August 23, 2022
Women make up almost 50% of the workforce in the labor market. However, it is noteworthy that the labor force of women is not evenly distributed across all occupational groups. Certain professions and positions are still strongly gendered, especially STEM professions. The gender gap in STEM fields can already be observed in school, increasing at university and culminating during later careers. Moreover, structural factors and gender stereotypes are most significant reasons for the gender gap in STEM.
According to social role theory, gender stereotypes have their origin in different power relations, which result in different social attributions to men and women. Characteristics that are necessary for understanding MINT subjects and practicing the corresponding professions are more likely to be ascribed to men from an early age. While gender stereotypes often refer to cisgender women and men, less is known about members of the LGBTQI+ community. All gender stereotypes come at a high cost to individuals, as they prevent them from realizing their potential, from developing an interest in STEM subjects to making career decisions. The social costs are equally serious because the economic and creative potential of many people remains hidden and the opportunity for innovation is limited.

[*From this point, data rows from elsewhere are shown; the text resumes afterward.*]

//! `RepoFetcher` (C5): acquire/update a local repository clone and enumerate
//! its code files.
//!
//! Grounded on `codetriever-meta-data/src/git.rs`'s git2 usage (the corpus
//! only detects an already-checked-out repository's context; this
//! generalizes it to clone-or-pull acquisition per spec.md §4.5, since the
//! corpus never implements acquisition itself).

use std::path::{Path, PathBuf};
use std::sync::Arc;
use std::sync::atomic::{AtomicBool, Ordering};

use async_trait::async_trait;
use git2::Repository;
use tokio_util::sync::CancellationToken;

use crate::error::{FetchError, FetchResult};

/// Extensions recognized as source code (spec.md §4.5's closed allow-list).
const ALLOWED_EXTENSIONS: &[&str] = &[
    "cs", "java", "py", "js", "ts", "go", "cpp", "c", "h", "hpp", "php", "rb", "rs", "kt", "scala",
    "swift", "dart", "vue", "jsx", "tsx",
];

/// Directory names never descended into (spec.md §4.5's closed deny-list).
const DENIED_DIRS: &[&str] = &[
    "node_modules",
    "bin",
    "obj",
    ".git",
    "packages",
    "target",
    "build",
    "dist",
    ".next",
    ".nuxt",
    "vendor",
    "__pycache__",
    ".pytest_cache",
    "coverage",
    ".coverage",
    ".nyc_output",
    "bower_components",
];

/// Narrow capability interface over repository acquisition (C5).
#[async_trait]
pub trait RepoFetcher: Send + Sync {
    /// Clone `url` into `storage_path/sanitize(repo_name)` if absent, or
    /// fast-forward an existing clone to its remote tracking branch.
    /// Returns the local working directory. A clone/fetch in progress is
    /// aborted if `cancel` fires before it completes.
    async fn fetch(&self, url: &str, repo_name: &str, cancel: &CancellationToken) -> FetchResult<PathBuf>;

    /// Recursively enumerate code files under `local_path`, applying the
    /// extension allow-list and directory deny-list.
    async fn list_code_files(&self, local_path: &Path, cancel: &CancellationToken) -> FetchResult<Vec<PathBuf>>;

    /// Read a file's contents as UTF-8, recovering lossily from any
    /// non-UTF-8 bytes rather than failing the whole file.
    async fn read(&self, file_path: &Path, cancel: &CancellationToken) -> FetchResult<String>;
}

/// git2-backed [`RepoFetcher`] rooted at a configurable base directory.
pub struct GitRepoFetcher {
    base_dir: PathBuf,
}

impl GitRepoFetcher {
    #[must_use]
    pub fn new(base_dir: impl Into<PathBuf>) -> Self {
        Self { base_dir: base_dir.into() }
    }

    fn local_path(&self, repo_name: &str) -> PathBuf {
        self.base_dir.join(codetriever_common::sanitize_repo_name(repo_name))
    }
}

fn fetch_options(aborted: &Arc<AtomicBool>) -> git2::FetchOptions<'_> {
    let aborted = Arc::clone(aborted);
    let mut callbacks = git2::RemoteCallbacks::new();
    callbacks.transfer_progress(move |_progress| !aborted.load(Ordering::SeqCst));
    let mut options = git2::FetchOptions::new();
    options.remote_callbacks(callbacks);
    options
}

fn clone_or_update(url: &str, path: &Path, aborted: &Arc<AtomicBool>) -> Result<(), git2::Error> {
    if path.join(".git").is_dir() {
        update_existing(path, aborted)
    } else {
        let mut builder = git2::build::RepoBuilder::new();
        builder.fetch_options(fetch_options(aborted));
        builder.clone(url, path)?;
        Ok(())
    }
}

/// Fast-forward-only update: fetch the remote tracking branch and hard
/// reset to it. Chosen over a three-way merge (spec.md §9 open question 2)
/// to avoid surprise merge commits on a background clone nobody is
/// reviewing.
fn update_existing(path: &Path, aborted: &Arc<AtomicBool>) -> Result<(), git2::Error> {
    let repo = Repository::open(path)?;
    let mut remote = repo.find_remote("origin")?;
    remote.fetch::<&str>(&[], Some(&mut fetch_options(aborted)), None)?;

    let head = repo.head()?;
    let branch_name = head.shorthand().unwrap_or("main").to_string();
    let remote_ref = format!("refs/remotes/origin/{branch_name}");
    let remote_commit = repo.find_reference(&remote_ref)?.peel_to_commit()?;

    repo.reset(remote_commit.as_object(), git2::ResetType::Hard, None)?;
    Ok(())
}

#[async_trait]
impl RepoFetcher for GitRepoFetcher {
    async fn fetch(&self, url: &str, repo_name: &str, cancel: &CancellationToken) -> FetchResult<PathBuf> {
        if url.trim().is_empty() {
            return Err(FetchError::InvalidArgument("url must not be blank".into()));
        }
        if repo_name.trim().is_empty() {
            return Err(FetchError::InvalidArgument("repo_name must not be blank".into()));
        }
        if cancel.is_cancelled() {
            return Err(FetchError::Cancelled);
        }

        let path = self.local_path(repo_name);
        let url = url.to_string();
        let clone_path = path.clone();
        let aborted = Arc::new(AtomicBool::new(false));
        let watched_aborted = Arc::clone(&aborted);
        let watched_cancel = cancel.clone();
        let watcher = tokio::spawn(async move {
            watched_cancel.cancelled().await;
            watched_aborted.store(true, Ordering::SeqCst);
        });

        let clone_aborted = Arc::clone(&aborted);
        let outcome = tokio::task::spawn_blocking(move || clone_or_update(&url, &clone_path, &clone_aborted))
            .await
            .map_err(|e| FetchError::InvalidArgument(format!("fetch task panicked: {e}")));
        watcher.abort();

        match outcome {
            Ok(Ok(())) => Ok(path),
            Ok(Err(_)) if aborted.load(Ordering::SeqCst) => Err(FetchError::Cancelled),
            Ok(Err(e)) => Err(FetchError::Git(e)),
            Err(e) => Err(e),
        }
    }

    async fn list_code_files(&self, local_path: &Path, cancel: &CancellationToken) -> FetchResult<Vec<PathBuf>> {
        if cancel.is_cancelled() {
            return Err(FetchError::Cancelled);
        }
        let root = local_path.to_path_buf();
        tokio::task::spawn_blocking(move || Ok(walk_code_files(&root)))
            .await
            .map_err(|e| FetchError::InvalidArgument(format!("walk task panicked: {e}")))?
    }

    async fn read(&self, file_path: &Path, cancel: &CancellationToken) -> FetchResult<String> {
        let bytes = tokio::select! {
            result = tokio::fs::read(file_path) => result?,
            () = cancel.cancelled() => return Err(FetchError::Cancelled),
        };
        Ok(String::from_utf8_lossy(&bytes).into_owned())
    }
}

fn walk_code_files(root: &Path) -> Vec<PathBuf> {
    walkdir::WalkDir::new(root)
        .into_iter()
        .filter_entry(|entry| {
            !entry.file_type().is_dir()
                || entry
                    .file_name()
                    .to_str()
                    .is_none_or(|name| !DENIED_DIRS.contains(&name))
        })
        .filter_map(Result::ok)
        .filter(|entry| entry.file_type().is_file())
        .filter(|entry| {
            entry
                .path()
                .extension()
                .and_then(|ext| ext.to_str())
                .is_some_and(|ext| ALLOWED_EXTENSIONS.contains(&ext))
        })
        .map(walkdir::DirEntry::into_path)
        .collect()
}

#[cfg(test)]
mod tests {
    use super::*;
    use std::fs;

    #[tokio::test]
    async fn fetch_rejects_blank_url() {
        let fetcher = GitRepoFetcher::new(std::env::temp_dir());
        let cancel = CancellationToken::new();
        let err = fetcher.fetch("  ", "repo", &cancel).await.unwrap_err();
        assert!(matches!(err, FetchError::InvalidArgument(_)));
    }

    #[tokio::test]
    async fn fetch_rejects_blank_repo_name() {
        let fetcher = GitRepoFetcher::new(std::env::temp_dir());
        let cancel = CancellationToken::new();
        let err = fetcher.fetch("https://example.com/r.git", " ", &cancel).await.unwrap_err();
        assert!(matches!(err, FetchError::InvalidArgument(_)));
    }

    #[tokio::test]
    async fn fetch_short_circuits_when_already_cancelled() {
        let fetcher = GitRepoFetcher::new(std::env::temp_dir());
        let cancel = CancellationToken::new();
        cancel.cancel();
        let err = fetcher.fetch("https://example.com/r.git", "repo", &cancel).await.unwrap_err();
        assert!(matches!(err, FetchError::Cancelled));
    }

    #[test]
    fn walk_code_files_respects_allow_and_deny_lists() {
        let dir = tempfile::tempdir().expect("tempdir");
        fs::write(dir.path().join("main.rs"), "fn main() {}").unwrap();
        fs::write(dir.path().join("notes.txt"), "irrelevant").unwrap();
        fs::create_dir(dir.path().join("node_modules")).unwrap();
        fs::write(dir.path().join("node_modules/lib.js"), "skip me").unwrap();

        let files = walk_code_files(dir.path());
        let names: Vec<_> =
            files.iter().filter_map(|p| p.file_name().and_then(|n| n.to_str())).collect();

        assert!(names.contains(&"main.rs"));
        assert!(!names.contains(&"notes.txt"));
        assert!(!names.contains(&"lib.js"));
    }

    #[tokio::test]
    async fn read_recovers_lossily_from_invalid_utf8() {
        let dir = tempfile::tempdir().expect("tempdir");
        let path = dir.path().join("bad.rs");
        fs::write(&path, [0x66, 0x6e, 0xff, 0x28, 0x29]).unwrap();

        let fetcher = GitRepoFetcher::new(dir.path());
        let cancel = CancellationToken::new();
        let content = fetcher.read(&path, &cancel).await.unwrap();
        assert!(content.starts_with("fn"));
    }
}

The aim of this Special Issue is to present interventions that can help to break down gender stereotypes in the STEM field, in order to make a contribution to closing the gender gap to achieve the gender equality of all genders. This Special Issue invites contributions from various fields, such as psychology, pedagogy, social sciences, and communication and media sciences. Different methodological approaches (e.g., experiments, survey studies, qualitative studies, and control groups are highly encouraged where applicable) targeting different kinds of groups (e.g., pupils, teachers, students, employees, human resource managers, recruiters) in different contexts (e.g., schools, universities, business companies) are welcomed in order to cover the breadth and impact of the available interventions (e.g., role models, mentoring programs) and to show different contexts for applications.